-- Dataset content follows --

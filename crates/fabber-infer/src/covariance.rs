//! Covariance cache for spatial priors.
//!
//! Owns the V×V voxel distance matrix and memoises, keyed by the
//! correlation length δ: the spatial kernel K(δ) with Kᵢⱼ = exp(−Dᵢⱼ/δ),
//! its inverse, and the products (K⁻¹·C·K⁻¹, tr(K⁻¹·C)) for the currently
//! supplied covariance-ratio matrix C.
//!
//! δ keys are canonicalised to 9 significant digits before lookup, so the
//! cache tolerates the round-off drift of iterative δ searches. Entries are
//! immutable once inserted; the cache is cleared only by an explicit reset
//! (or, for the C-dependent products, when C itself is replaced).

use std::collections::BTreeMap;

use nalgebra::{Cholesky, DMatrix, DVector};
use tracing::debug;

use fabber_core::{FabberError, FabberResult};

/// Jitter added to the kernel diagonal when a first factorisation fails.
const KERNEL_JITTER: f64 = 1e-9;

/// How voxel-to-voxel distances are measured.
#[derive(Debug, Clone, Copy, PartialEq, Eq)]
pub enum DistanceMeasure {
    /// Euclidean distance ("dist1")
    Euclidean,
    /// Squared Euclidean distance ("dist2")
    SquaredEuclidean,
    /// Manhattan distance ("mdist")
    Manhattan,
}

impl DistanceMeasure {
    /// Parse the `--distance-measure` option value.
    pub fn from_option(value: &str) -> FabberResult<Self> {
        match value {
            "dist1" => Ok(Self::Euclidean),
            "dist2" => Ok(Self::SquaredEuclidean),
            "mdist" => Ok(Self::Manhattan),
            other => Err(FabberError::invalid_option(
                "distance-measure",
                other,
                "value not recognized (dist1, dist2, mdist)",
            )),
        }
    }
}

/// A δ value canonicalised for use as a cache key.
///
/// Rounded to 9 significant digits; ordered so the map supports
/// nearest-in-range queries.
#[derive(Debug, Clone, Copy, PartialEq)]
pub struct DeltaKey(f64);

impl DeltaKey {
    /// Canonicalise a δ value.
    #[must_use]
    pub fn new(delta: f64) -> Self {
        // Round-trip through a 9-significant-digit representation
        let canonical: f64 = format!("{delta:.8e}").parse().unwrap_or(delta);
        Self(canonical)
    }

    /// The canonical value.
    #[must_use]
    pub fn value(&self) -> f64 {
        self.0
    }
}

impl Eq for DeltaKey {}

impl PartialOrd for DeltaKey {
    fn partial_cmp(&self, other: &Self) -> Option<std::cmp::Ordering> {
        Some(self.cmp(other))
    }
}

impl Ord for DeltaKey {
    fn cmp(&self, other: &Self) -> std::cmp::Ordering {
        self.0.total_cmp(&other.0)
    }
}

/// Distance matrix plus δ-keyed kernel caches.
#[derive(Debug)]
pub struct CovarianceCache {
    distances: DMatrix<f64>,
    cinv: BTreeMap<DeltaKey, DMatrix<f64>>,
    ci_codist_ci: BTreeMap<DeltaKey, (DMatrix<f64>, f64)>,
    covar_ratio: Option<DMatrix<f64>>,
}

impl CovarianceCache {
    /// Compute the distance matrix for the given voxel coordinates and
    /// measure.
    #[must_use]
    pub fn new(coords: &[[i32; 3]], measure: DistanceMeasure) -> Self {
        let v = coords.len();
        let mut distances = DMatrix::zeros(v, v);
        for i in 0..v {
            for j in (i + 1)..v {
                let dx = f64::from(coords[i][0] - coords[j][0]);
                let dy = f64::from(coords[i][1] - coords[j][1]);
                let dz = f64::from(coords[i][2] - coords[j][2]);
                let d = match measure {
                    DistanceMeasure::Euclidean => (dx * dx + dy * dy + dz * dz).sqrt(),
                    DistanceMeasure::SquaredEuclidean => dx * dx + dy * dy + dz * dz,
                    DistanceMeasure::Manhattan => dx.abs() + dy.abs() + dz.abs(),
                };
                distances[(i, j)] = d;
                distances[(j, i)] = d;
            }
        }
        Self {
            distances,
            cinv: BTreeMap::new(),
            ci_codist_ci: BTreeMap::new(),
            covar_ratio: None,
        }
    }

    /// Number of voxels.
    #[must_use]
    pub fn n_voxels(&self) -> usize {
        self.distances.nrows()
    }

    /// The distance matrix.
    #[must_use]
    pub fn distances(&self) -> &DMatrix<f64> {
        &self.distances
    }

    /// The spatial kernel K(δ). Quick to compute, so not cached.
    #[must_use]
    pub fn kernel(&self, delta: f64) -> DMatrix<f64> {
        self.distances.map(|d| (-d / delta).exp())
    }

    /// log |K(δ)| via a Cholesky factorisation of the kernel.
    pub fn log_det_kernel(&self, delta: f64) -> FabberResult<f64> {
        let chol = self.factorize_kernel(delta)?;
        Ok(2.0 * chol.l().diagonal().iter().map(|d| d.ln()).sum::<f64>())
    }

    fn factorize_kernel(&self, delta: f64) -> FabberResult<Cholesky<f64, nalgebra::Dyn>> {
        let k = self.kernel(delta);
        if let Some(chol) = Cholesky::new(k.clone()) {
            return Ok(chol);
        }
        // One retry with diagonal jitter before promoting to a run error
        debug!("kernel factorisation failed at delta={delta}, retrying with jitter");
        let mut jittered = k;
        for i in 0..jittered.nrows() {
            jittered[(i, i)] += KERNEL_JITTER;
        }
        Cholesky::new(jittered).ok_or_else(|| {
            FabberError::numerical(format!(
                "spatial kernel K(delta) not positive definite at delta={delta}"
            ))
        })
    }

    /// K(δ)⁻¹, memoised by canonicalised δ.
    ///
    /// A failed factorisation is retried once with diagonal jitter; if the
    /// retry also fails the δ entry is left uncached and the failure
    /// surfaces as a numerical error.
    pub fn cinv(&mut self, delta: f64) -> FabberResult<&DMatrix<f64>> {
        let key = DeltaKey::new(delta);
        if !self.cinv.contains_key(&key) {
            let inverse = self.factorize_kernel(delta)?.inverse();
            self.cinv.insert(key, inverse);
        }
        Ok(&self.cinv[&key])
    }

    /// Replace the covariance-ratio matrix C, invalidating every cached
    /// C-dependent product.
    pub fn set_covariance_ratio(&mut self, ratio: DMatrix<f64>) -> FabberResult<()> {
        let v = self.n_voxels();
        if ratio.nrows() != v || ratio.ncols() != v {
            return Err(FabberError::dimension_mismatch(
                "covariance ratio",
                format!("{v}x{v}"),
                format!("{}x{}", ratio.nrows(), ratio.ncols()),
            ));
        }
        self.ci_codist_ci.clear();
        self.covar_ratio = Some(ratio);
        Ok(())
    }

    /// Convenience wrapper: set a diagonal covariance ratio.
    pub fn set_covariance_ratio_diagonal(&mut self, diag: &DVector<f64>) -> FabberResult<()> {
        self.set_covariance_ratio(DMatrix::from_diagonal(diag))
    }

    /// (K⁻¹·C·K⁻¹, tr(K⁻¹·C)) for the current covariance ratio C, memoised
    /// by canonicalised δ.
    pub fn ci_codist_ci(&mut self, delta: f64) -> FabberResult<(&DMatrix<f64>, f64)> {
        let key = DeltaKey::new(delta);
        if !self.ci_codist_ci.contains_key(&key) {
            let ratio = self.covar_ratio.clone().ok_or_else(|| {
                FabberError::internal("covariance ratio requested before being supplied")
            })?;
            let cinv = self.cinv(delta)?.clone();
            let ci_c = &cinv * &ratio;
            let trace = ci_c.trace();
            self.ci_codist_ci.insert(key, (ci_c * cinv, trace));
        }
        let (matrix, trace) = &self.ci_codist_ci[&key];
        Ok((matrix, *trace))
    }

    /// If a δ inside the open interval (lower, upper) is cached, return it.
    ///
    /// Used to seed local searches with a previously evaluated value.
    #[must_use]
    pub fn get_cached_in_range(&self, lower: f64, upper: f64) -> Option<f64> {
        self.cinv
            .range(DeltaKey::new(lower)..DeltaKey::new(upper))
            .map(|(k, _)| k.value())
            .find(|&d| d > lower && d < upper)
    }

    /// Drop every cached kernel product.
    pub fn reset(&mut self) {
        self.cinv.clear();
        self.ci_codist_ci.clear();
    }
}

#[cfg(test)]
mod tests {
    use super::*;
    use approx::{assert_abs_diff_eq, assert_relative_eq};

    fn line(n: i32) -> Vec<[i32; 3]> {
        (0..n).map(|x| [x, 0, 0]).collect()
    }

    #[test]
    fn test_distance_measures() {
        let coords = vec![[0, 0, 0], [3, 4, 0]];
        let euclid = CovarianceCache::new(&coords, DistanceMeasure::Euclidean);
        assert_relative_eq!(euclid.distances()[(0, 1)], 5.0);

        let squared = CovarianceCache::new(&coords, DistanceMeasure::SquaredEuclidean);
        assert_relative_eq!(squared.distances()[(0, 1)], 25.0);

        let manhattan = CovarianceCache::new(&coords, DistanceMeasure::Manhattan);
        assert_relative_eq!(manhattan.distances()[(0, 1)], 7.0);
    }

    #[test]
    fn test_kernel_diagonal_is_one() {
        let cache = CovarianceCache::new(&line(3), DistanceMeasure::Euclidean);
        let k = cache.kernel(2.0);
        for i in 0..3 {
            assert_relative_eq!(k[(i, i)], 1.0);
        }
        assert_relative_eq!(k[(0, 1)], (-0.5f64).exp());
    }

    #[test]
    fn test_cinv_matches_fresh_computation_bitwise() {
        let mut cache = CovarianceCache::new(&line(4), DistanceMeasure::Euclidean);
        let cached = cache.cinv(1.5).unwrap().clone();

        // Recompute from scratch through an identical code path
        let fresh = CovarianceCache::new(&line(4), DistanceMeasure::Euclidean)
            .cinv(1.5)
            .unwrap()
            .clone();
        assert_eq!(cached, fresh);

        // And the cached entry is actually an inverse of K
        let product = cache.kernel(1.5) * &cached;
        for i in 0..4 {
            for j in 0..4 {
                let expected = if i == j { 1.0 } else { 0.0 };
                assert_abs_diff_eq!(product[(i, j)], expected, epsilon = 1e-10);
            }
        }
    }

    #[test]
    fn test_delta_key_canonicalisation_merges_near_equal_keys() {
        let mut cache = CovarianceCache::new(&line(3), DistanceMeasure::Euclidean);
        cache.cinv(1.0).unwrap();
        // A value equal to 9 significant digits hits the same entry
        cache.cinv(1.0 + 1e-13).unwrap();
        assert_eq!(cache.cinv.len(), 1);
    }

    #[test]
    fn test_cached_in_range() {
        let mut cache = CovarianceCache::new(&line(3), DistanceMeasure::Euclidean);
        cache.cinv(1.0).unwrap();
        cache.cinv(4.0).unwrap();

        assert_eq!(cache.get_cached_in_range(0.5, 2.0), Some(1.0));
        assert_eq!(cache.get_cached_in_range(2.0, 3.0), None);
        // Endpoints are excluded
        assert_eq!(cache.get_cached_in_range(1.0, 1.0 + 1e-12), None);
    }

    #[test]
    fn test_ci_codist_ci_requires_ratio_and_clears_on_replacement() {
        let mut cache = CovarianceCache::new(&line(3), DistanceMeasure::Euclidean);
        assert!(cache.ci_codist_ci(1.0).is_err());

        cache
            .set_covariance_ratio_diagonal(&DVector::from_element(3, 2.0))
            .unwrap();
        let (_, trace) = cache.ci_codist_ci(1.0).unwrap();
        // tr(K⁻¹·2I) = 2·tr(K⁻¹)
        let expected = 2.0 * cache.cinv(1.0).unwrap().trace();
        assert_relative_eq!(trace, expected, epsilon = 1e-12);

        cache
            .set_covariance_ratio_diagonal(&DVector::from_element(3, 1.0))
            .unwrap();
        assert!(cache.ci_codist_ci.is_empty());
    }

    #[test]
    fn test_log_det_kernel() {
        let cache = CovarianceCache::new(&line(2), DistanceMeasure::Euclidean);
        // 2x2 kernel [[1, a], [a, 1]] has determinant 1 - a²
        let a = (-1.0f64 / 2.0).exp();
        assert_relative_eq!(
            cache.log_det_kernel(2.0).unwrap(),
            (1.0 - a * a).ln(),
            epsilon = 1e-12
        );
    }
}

-- Dataset content concluded --

* **Task brief**
Display each line of the data where "spatial" occurs.

* **Answer**
//! Covariance cache for spatial priors.
//! correlation length δ: the spatial kernel K(δ) with Kᵢⱼ = exp(−Dᵢⱼ/δ),
    /// The spatial kernel K(δ). Quick to compute, so not cached.
                "spatial kernel K(delta) not positive definite at delta={delta}"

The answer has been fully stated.